What you will do
Check each line of the entries below for the string "waking"; copy every line where it appears.

Collected data
++++++

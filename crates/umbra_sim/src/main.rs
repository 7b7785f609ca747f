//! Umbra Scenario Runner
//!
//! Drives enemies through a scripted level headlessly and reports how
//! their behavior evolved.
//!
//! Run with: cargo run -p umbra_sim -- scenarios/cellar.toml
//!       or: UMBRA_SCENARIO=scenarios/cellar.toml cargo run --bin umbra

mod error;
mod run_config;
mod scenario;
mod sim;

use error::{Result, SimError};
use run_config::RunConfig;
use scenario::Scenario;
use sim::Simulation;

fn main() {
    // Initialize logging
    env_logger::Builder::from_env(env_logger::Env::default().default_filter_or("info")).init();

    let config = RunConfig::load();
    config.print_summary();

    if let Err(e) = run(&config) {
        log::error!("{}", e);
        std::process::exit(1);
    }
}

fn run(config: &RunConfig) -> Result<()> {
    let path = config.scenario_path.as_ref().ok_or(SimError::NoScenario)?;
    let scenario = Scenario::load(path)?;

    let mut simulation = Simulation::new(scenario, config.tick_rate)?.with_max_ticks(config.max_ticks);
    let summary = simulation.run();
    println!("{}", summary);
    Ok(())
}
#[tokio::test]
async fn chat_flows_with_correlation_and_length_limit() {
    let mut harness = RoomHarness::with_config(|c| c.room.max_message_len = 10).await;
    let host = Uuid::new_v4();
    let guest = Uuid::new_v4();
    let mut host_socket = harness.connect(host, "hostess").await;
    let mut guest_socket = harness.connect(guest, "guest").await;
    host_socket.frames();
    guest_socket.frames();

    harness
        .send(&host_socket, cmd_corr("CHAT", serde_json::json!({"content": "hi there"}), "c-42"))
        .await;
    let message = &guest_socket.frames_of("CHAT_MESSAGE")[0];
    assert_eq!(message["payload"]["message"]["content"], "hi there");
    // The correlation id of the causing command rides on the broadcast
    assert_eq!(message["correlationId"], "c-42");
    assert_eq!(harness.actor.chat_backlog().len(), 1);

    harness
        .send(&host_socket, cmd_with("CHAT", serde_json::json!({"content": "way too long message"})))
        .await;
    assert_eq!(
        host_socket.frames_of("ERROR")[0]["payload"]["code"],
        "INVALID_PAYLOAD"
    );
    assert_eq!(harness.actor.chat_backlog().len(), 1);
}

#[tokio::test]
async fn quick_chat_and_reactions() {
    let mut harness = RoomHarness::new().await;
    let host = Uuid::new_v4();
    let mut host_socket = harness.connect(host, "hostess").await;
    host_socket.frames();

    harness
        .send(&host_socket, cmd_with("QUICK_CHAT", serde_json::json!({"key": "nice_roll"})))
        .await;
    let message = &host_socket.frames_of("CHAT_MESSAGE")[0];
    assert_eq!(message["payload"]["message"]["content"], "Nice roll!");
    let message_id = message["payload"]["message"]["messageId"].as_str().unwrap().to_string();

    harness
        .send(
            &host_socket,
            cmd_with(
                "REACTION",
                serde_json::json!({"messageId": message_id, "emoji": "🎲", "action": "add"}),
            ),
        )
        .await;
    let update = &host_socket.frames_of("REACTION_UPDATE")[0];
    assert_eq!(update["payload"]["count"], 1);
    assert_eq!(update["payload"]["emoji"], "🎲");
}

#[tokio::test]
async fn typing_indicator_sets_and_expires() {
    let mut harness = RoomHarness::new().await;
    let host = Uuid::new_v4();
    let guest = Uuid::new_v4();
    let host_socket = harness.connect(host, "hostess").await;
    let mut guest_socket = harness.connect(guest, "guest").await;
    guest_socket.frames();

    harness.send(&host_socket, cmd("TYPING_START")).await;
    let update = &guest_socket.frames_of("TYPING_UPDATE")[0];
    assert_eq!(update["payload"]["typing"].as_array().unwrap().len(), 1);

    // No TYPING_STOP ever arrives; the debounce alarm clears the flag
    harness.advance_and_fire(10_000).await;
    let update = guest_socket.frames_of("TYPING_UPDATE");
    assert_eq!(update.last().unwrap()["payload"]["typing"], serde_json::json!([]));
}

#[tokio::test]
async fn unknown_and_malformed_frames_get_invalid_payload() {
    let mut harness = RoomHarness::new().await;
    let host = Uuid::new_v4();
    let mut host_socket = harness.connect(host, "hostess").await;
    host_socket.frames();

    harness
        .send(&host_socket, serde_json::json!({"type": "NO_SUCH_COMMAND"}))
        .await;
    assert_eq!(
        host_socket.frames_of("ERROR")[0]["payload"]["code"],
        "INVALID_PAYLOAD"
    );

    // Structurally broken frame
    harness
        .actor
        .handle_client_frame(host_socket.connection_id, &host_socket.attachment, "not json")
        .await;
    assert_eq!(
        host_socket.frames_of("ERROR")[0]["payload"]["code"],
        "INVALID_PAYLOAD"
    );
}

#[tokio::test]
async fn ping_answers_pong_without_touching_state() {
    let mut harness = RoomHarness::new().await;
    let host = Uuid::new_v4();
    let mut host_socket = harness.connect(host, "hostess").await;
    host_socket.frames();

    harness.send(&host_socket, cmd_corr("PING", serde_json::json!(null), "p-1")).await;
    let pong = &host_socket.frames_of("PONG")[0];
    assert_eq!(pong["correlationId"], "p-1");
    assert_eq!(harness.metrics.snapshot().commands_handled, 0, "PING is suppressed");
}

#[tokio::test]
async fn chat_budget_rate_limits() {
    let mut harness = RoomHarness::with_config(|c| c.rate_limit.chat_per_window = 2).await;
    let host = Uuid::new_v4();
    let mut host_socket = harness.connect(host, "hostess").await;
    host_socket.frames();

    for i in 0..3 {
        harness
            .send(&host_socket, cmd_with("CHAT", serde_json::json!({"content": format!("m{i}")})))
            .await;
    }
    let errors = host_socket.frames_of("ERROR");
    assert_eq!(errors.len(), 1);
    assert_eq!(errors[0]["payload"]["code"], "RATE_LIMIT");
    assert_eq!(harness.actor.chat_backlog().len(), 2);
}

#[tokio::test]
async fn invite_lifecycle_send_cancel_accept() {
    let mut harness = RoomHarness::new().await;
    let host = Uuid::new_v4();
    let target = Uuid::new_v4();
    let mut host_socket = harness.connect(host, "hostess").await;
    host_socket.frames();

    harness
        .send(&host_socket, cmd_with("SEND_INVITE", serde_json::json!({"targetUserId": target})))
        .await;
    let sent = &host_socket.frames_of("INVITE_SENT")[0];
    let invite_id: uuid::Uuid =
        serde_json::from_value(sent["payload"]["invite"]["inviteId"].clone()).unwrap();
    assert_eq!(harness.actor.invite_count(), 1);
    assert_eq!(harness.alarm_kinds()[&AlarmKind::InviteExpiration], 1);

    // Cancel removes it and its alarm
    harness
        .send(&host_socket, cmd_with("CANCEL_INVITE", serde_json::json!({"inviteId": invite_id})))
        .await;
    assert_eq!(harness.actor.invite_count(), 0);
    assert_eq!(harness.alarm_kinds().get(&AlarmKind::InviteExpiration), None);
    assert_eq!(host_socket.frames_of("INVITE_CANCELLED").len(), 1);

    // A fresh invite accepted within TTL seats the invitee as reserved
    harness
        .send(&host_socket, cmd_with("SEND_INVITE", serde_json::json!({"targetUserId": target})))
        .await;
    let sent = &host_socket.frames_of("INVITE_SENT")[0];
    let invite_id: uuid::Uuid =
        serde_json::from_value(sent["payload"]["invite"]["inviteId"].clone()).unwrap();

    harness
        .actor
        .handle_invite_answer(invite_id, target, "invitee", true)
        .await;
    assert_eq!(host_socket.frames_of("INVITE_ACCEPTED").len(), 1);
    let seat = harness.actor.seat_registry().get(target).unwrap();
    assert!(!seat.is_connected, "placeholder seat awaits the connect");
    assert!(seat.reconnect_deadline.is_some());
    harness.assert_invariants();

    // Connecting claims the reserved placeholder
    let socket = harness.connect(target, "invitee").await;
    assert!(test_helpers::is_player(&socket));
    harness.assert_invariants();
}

++++++

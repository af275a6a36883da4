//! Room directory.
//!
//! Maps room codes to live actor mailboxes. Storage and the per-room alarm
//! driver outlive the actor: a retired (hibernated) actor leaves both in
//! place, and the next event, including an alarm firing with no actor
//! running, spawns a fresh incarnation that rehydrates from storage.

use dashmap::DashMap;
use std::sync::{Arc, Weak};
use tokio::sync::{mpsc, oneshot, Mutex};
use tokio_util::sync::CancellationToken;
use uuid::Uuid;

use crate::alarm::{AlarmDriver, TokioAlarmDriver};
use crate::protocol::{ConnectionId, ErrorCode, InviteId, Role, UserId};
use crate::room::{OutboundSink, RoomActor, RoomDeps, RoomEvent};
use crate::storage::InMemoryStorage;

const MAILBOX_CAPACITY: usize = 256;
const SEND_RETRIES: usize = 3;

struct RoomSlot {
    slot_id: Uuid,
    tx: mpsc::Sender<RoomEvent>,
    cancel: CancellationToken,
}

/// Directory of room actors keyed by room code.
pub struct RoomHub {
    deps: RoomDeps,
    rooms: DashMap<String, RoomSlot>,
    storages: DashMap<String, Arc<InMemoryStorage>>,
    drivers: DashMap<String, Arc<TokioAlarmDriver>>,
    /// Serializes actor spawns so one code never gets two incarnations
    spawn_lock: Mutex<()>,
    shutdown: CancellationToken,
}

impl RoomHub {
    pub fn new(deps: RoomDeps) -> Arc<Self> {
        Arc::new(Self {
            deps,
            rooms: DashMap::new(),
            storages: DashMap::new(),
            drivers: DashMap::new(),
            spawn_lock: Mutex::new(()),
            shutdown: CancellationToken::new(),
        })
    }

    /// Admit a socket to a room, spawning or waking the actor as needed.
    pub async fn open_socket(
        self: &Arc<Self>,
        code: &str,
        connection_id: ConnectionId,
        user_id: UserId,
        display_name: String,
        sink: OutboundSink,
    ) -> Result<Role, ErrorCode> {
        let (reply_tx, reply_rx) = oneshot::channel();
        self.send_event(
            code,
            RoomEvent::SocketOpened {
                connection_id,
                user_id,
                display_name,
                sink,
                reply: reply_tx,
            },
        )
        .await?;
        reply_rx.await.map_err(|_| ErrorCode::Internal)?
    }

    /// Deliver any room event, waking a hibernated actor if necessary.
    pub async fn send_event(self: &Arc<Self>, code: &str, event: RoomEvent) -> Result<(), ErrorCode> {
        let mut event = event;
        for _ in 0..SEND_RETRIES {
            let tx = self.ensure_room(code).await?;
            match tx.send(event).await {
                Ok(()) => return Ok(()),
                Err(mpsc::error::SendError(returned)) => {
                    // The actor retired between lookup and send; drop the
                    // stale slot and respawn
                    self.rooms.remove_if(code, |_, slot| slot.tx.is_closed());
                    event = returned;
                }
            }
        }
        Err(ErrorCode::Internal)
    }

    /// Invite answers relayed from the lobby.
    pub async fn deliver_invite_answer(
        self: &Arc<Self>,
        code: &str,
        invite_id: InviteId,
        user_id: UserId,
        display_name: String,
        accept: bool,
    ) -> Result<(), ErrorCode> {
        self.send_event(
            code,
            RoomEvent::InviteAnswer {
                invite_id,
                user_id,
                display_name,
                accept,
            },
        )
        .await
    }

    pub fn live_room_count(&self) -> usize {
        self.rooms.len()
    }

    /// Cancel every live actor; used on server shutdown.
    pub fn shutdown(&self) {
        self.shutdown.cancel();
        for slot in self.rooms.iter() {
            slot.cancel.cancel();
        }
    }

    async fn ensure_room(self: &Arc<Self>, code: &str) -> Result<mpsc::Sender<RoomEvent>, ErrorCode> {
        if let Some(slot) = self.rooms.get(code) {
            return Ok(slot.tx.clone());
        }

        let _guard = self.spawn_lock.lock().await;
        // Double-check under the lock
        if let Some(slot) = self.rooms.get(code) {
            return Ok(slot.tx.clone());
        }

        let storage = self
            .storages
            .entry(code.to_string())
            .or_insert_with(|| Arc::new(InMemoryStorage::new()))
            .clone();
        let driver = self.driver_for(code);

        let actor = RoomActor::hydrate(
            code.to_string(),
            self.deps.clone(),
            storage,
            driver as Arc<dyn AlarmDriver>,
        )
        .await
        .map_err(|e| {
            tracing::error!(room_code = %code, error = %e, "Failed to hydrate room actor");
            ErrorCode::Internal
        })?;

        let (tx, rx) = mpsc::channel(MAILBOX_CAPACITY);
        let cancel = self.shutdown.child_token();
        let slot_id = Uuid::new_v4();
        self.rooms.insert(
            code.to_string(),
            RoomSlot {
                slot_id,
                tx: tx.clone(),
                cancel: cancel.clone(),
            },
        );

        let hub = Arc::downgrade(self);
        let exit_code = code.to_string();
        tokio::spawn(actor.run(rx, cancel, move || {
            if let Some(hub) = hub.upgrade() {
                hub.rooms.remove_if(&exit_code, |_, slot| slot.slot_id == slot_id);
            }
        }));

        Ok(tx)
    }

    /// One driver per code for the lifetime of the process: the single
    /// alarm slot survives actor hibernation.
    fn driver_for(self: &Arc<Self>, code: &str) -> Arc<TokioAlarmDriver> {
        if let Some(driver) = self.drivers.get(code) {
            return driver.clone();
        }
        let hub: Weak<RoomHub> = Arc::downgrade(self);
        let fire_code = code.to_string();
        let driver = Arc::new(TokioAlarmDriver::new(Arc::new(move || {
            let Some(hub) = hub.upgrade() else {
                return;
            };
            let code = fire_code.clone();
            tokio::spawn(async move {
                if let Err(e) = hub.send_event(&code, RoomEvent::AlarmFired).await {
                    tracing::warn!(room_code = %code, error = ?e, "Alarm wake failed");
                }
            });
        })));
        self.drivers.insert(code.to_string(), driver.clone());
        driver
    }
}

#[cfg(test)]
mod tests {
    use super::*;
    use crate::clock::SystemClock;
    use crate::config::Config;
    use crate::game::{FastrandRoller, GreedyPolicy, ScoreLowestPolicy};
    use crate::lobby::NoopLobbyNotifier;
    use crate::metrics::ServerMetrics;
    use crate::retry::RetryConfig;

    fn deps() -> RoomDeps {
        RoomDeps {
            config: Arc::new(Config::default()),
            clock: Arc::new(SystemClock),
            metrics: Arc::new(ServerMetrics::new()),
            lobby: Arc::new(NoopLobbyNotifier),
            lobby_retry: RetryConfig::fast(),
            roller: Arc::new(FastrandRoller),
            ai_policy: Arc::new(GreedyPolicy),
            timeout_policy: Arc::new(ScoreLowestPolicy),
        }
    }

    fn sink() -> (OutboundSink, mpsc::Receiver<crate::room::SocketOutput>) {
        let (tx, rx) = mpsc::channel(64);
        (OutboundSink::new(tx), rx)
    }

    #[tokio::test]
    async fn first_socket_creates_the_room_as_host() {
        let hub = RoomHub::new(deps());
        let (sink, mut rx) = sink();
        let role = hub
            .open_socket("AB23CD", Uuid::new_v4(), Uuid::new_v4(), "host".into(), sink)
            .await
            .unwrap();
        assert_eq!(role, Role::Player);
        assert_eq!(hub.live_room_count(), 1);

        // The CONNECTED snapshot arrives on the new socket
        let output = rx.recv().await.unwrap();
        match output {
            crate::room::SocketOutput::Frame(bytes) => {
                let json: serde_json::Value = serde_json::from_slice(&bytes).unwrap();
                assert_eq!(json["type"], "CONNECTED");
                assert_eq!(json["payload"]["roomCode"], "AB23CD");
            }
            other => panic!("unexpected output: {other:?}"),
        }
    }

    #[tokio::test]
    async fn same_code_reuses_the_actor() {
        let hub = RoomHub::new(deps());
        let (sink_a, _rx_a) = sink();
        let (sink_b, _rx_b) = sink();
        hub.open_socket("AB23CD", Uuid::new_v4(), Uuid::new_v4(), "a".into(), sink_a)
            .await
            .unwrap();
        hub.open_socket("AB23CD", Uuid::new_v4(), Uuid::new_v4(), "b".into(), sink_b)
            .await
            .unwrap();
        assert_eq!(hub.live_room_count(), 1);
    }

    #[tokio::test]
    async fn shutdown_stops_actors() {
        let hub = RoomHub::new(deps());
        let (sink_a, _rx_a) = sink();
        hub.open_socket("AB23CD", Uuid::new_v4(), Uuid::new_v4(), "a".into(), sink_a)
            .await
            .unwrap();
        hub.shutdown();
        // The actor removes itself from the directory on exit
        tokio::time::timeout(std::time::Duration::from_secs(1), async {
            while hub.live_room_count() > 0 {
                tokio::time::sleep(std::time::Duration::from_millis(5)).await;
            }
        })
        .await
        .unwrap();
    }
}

++++++

Exercise result
    /// Admit a socket to a room, spawning or waking the actor as needed.
    /// Deliver any room event, waking a hibernated actor if necessary.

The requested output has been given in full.